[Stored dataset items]
use crate::number_theory::mod_pow;
use crate::rsa::PublicKey;
use num_bigint::BigUint;
use num_traits::One;
use rayon::prelude::*;
use std::sync::atomic::{AtomicBool, Ordering};
use std::sync::{Mutex, PoisonError};

/// A plaintext block and its ciphertext under the attacked key.
#[derive(Debug, Clone, PartialEq, Eq)]
pub struct KnownPair {
    pub plaintext: BigUint,
    pub ciphertext: BigUint,
}

/// Encrypts `blocks` under `key` to build known pairs.
///
/// Plaintexts are reduced modulo `n` first; a block that does not fit below
/// the modulus could never be matched by any exponent.
pub fn known_pairs(blocks: &[BigUint], key: &PublicKey) -> Vec<KnownPair> {
    blocks
        .iter()
        .map(|block| {
            let plaintext = block % &key.n;
            let ciphertext = mod_pow(&plaintext, &key.e, &key.n);
            KnownPair { plaintext, ciphertext }
        })
        .collect()
}

/// Half-open interval `[begin, end)` of candidate exponents.
#[derive(Debug, Clone, PartialEq, Eq)]
pub struct SearchRange {
    pub begin: BigUint,
    pub end: BigUint,
}

impl SearchRange {
    /// Splits `[0, 2^bits)` into `parts` contiguous ranges of equal size; the
    /// last one also takes whatever the division leaves over.
    pub fn partition(bits: usize, parts: usize) -> Vec<SearchRange> {
        let parts = parts.max(1);
        let max = BigUint::one() << bits;
        let chunk = &max / parts;

        (0..parts)
            .map(|i| {
                let begin = &chunk * i;
                let end = if i + 1 == parts { max.clone() } else { &chunk * (i + 1) };
                SearchRange { begin, end }
            })
            .collect()
    }

    pub fn len(&self) -> BigUint {
        if self.end > self.begin { &self.end - &self.begin } else { BigUint::default() }
    }

    pub fn is_empty(&self) -> bool {
        self.end <= self.begin
    }
}

/// State shared by every worker of one search.
struct Search<'a> {
    n: &'a BigUint,
    pairs: &'a [KnownPair],
    found: AtomicBool,
    winner: Mutex<Option<BigUint>>,
}

impl Search<'_> {
    fn decrypts_all(&self, candidate: &BigUint) -> bool {
        self.pairs
            .iter()
            .all(|pair| mod_pow(&pair.ciphertext, candidate, self.n) == pair.plaintext)
    }

    /// Scans `range` until it is exhausted or some worker has published a
    /// winner. Only the worker that flips `found` writes the winner cell.
    fn scan(&self, range: &SearchRange) {
        log::debug!("searching [{}, {})", range.begin, range.end);

        let mut candidate = range.begin.clone();
        while candidate < range.end {
            if self.found.load(Ordering::Acquire) {
                return;
            }

            if self.decrypts_all(&candidate) {
                if self
                    .found
                    .compare_exchange(false, true, Ordering::AcqRel, Ordering::Acquire)
                    .is_ok()
                {
                    log::info!("candidate {} decrypts every known pair", candidate);
                    let mut slot = self.winner.lock().unwrap_or_else(PoisonError::into_inner);
                    *slot = Some(candidate);
                }
                return;
            }

            candidate += 1u8;
        }

        log::debug!("exhausted [{}, {})", range.begin, range.end);
    }
}

/// Parallel exhaustive search for a private exponent.
pub struct BruteForceAttack {
    workers: usize,
}

impl Default for BruteForceAttack {
    fn default() -> Self {
        Self::new(rayon::current_num_threads())
    }
}

impl BruteForceAttack {
    pub fn new(workers: usize) -> Self {
        Self { workers: workers.max(1) }
    }

    pub fn workers(&self) -> usize {
        self.workers
    }

    /// Searches `[0, 2^bits)` for an exponent that decrypts every pair.
    ///
    /// The first worker to find one wins and the rest stop at their next
    /// candidate. Every exponent congruent to the real `d` modulo λ(n) passes,
    /// so with several workers any of those may be reported; a single worker
    /// always reports the smallest. `None` when the range holds no match or
    /// `pairs` is empty.
    pub fn attack(&self, n: &BigUint, bits: usize, pairs: &[KnownPair]) -> Option<BigUint> {
        if pairs.is_empty() {
            log::warn!("no known pairs given, every exponent would match");
            return None;
        }

        let ranges = SearchRange::partition(bits, self.workers);
        let search = Search {
            n,
            pairs,
            found: AtomicBool::new(false),
            winner: Mutex::new(None),
        };

        match rayon::ThreadPoolBuilder::new().num_threads(self.workers).build() {
            Ok(pool) => pool.install(|| ranges.par_iter().for_each(|range| search.scan(range))),
            Err(e) => {
                log::warn!("falling back to the global thread pool: {}", e);
                ranges.par_iter().for_each(|range| search.scan(range));
            }
        }

        search.winner.into_inner().unwrap_or_else(PoisonError::into_inner)
    }
}
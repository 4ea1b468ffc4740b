//! Frame codec for the control and relay sockets.
//!
//! Every unit on the wire is length-prefixed and typed:
//!
//! ```text
//! [u32 LE length] [u8 type] [payload: length-1 bytes]
//! ```
//!
//! Frame types:
//! - `0x01`: value, an ASCII decimal integer (key halves, identity, chunks)
//! - `0x02`: ack, payload `"1"`
//! - `0x03`: end of message, empty payload

use crate::error::{RelayError, Result};
use num_bigint::BigUint;
use tokio::io::{AsyncRead, AsyncReadExt, AsyncWrite, AsyncWriteExt};

/// Largest accepted frame, type byte included.
pub const MAX_FRAME_SIZE: u32 = 64 * 1024;

pub const ACK_PAYLOAD: &[u8] = b"1";

pub mod frame_type {
    pub const VALUE: u8 = 0x01;
    pub const ACK: u8 = 0x02;
    pub const END: u8 = 0x03;
}

#[derive(Debug, Clone, PartialEq, Eq)]
pub enum Frame {
    /// Decimal digits, validated on decode.
    Value(String),
    Ack,
    End,
}

impl Frame {
    pub fn value(n: &BigUint) -> Self {
        Frame::Value(n.to_str_radix(10))
    }

    pub fn kind(&self) -> &'static str {
        match self {
            Frame::Value(_) => "value",
            Frame::Ack => "ack",
            Frame::End => "end",
        }
    }

    pub fn encode(&self) -> Vec<u8> {
        match self {
            Frame::Value(digits) => encode_raw(frame_type::VALUE, digits.as_bytes()),
            Frame::Ack => encode_raw(frame_type::ACK, ACK_PAYLOAD),
            Frame::End => encode_raw(frame_type::END, &[]),
        }
    }
}

fn encode_raw(frame_type: u8, payload: &[u8]) -> Vec<u8> {
    let length = (payload.len() + 1) as u32;
    let mut buf = Vec::with_capacity(5 + payload.len());
    buf.extend_from_slice(&length.to_le_bytes());
    buf.push(frame_type);
    buf.extend_from_slice(payload);
    buf
}

fn decode_frame(frame_type: u8, payload: &[u8]) -> Result<Frame> {
    match frame_type {
        frame_type::VALUE => {
            if payload.is_empty() || !payload.iter().all(u8::is_ascii_digit) {
                return Err(RelayError::MalformedNumber(String::from_utf8_lossy(payload).into_owned()));
            }
            // all ASCII digits, so valid UTF-8
            Ok(Frame::Value(payload.iter().map(|&b| b as char).collect()))
        }
        frame_type::ACK => {
            if payload != ACK_PAYLOAD {
                return Err(RelayError::InvalidFrame(format!("ack payload {:?}", payload)));
            }
            Ok(Frame::Ack)
        }
        frame_type::END => {
            if !payload.is_empty() {
                return Err(RelayError::InvalidFrame(format!("end frame carries {} bytes", payload.len())));
            }
            Ok(Frame::End)
        }
        other => Err(RelayError::InvalidFrame(format!("unknown frame type 0x{other:02x}"))),
    }
}

/// Parses the digits of a value frame.
pub fn parse_number(digits: &str) -> Result<BigUint> {
    BigUint::parse_bytes(digits.as_bytes(), 10).ok_or_else(|| RelayError::MalformedNumber(digits.to_string()))
}

pub async fn write_frame<W>(writer: &mut W, frame: &Frame) -> Result<()>
where
    W: AsyncWrite + Unpin + ?Sized,
{
    writer.write_all(&frame.encode()).await?;
    writer.flush().await?;
    Ok(())
}

/// Reads one frame. `Ok(None)` means the stream ended cleanly on a frame
/// boundary; ending anywhere else is [`RelayError::ConnectionClosed`].
pub async fn read_frame<R>(reader: &mut R) -> Result<Option<Frame>>
where
    R: AsyncRead + Unpin + ?Sized,
{
    let mut header = [0u8; 4];
    let mut filled = 0;
    while filled < header.len() {
        let n = reader.read(&mut header[filled..]).await?;
        if n == 0 {
            if filled == 0 {
                return Ok(None);
            }
            return Err(RelayError::ConnectionClosed);
        }
        filled += n;
    }

    let length = u32::from_le_bytes(header);
    if length == 0 {
        return Err(RelayError::InvalidFrame("zero length".into()));
    }
    if length > MAX_FRAME_SIZE {
        return Err(RelayError::InvalidFrame(format!("{length} bytes exceeds {MAX_FRAME_SIZE}")));
    }

    let mut body = vec![0u8; length as usize];
    reader.read_exact(&mut body).await.map_err(|e| match e.kind() {
        std::io::ErrorKind::UnexpectedEof => RelayError::ConnectionClosed,
        _ => RelayError::Io(e),
    })?;

    decode_frame(body[0], &body[1..]).map(Some)
}

#[cfg(test)]
mod tests {
    use super::*;

    #[tokio::test]
    async fn test_frames_survive_a_byte_stream() {
        let frames = vec![
            Frame::Value("65537".into()),
            Frame::Ack,
            Frame::Value("0".into()),
            Frame::End,
        ];
        let mut wire = Vec::new();
        for frame in &frames {
            wire.extend_from_slice(&frame.encode());
        }

        let mut reader = wire.as_slice();
        for expected in &frames {
            assert_eq!(read_frame(&mut reader).await.unwrap().as_ref(), Some(expected));
        }
        assert!(read_frame(&mut reader).await.unwrap().is_none());
    }

    #[test]
    fn test_ack_layout() {
        assert_eq!(Frame::Ack.encode(), vec![2, 0, 0, 0, frame_type::ACK, b'1']);
        assert_eq!(Frame::End.encode(), vec![1, 0, 0, 0, frame_type::END]);
    }

    #[tokio::test]
    async fn test_minus_one_is_not_a_terminator() {
        // a value frame cannot carry "-1", and an end frame is unambiguous
        let wire = encode_raw(frame_type::VALUE, b"-1");
        let mut reader = wire.as_slice();
        assert!(matches!(read_frame(&mut reader).await, Err(RelayError::MalformedNumber(_))));
    }

    #[tokio::test]
    async fn test_truncated_frame_is_connection_closed() {
        let wire = Frame::value(&BigUint::from(123_456u32)).encode();
        let mut reader = &wire[..wire.len() - 2];
        assert!(matches!(read_frame(&mut reader).await, Err(RelayError::ConnectionClosed)));

        let mut header_only = &wire[..2];
        assert!(matches!(read_frame(&mut header_only).await, Err(RelayError::ConnectionClosed)));
    }

    #[tokio::test]
    async fn test_zero_length_rejected() {
        let wire = [0u8; 4];
        let mut reader = &wire[..];
        assert!(matches!(read_frame(&mut reader).await, Err(RelayError::InvalidFrame(_))));
    }

    #[tokio::test]
    async fn test_oversized_frame_rejected() {
        let wire = (MAX_FRAME_SIZE + 1).to_le_bytes();
        let mut reader = &wire[..];
        assert!(matches!(read_frame(&mut reader).await, Err(RelayError::InvalidFrame(_))));
    }

    #[tokio::test]
    async fn test_unknown_type_and_bad_ack_rejected() {
        let unknown = encode_raw(0x7f, b"");
        assert!(matches!(read_frame(&mut unknown.as_slice()).await, Err(RelayError::InvalidFrame(_))));

        let bad_ack = encode_raw(frame_type::ACK, b"0");
        assert!(matches!(read_frame(&mut bad_ack.as_slice()).await, Err(RelayError::InvalidFrame(_))));
    }

    #[test]
    fn test_parse_number() {
        assert_eq!(parse_number("55687").unwrap(), BigUint::from(55_687u32));
        assert!(parse_number("").is_err());
    }
}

=== Goal of the exercise ===
Reproduce the records above exactly, from the first line through the line containing "let max = BigUint::one() << bits;", and output nothing else.

=== Result of this task ===
use crate::number_theory::mod_pow;
use crate::rsa::PublicKey;
use num_bigint::BigUint;
use num_traits::One;
use rayon::prelude::*;
use std::sync::atomic::{AtomicBool, Ordering};
use std::sync::{Mutex, PoisonError};

/// A plaintext block and its ciphertext under the attacked key.
#[derive(Debug, Clone, PartialEq, Eq)]
pub struct KnownPair {
    pub plaintext: BigUint,
    pub ciphertext: BigUint,
}

/// Encrypts `blocks` under `key` to build known pairs.
///
/// Plaintexts are reduced modulo `n` first; a block that does not fit below
/// the modulus could never be matched by any exponent.
pub fn known_pairs(blocks: &[BigUint], key: &PublicKey) -> Vec<KnownPair> {
    blocks
        .iter()
        .map(|block| {
            let plaintext = block % &key.n;
            let ciphertext = mod_pow(&plaintext, &key.e, &key.n);
            KnownPair { plaintext, ciphertext }
        })
        .collect()
}

/// Half-open interval `[begin, end)` of candidate exponents.
#[derive(Debug, Clone, PartialEq, Eq)]
pub struct SearchRange {
    pub begin: BigUint,
    pub end: BigUint,
}

impl SearchRange {
    /// Splits `[0, 2^bits)` into `parts` contiguous ranges of equal size; the
    /// last one also takes whatever the division leaves over.
    pub fn partition(bits: usize, parts: usize) -> Vec<SearchRange> {
        let parts = parts.max(1);
        let max = BigUint::one() << bits;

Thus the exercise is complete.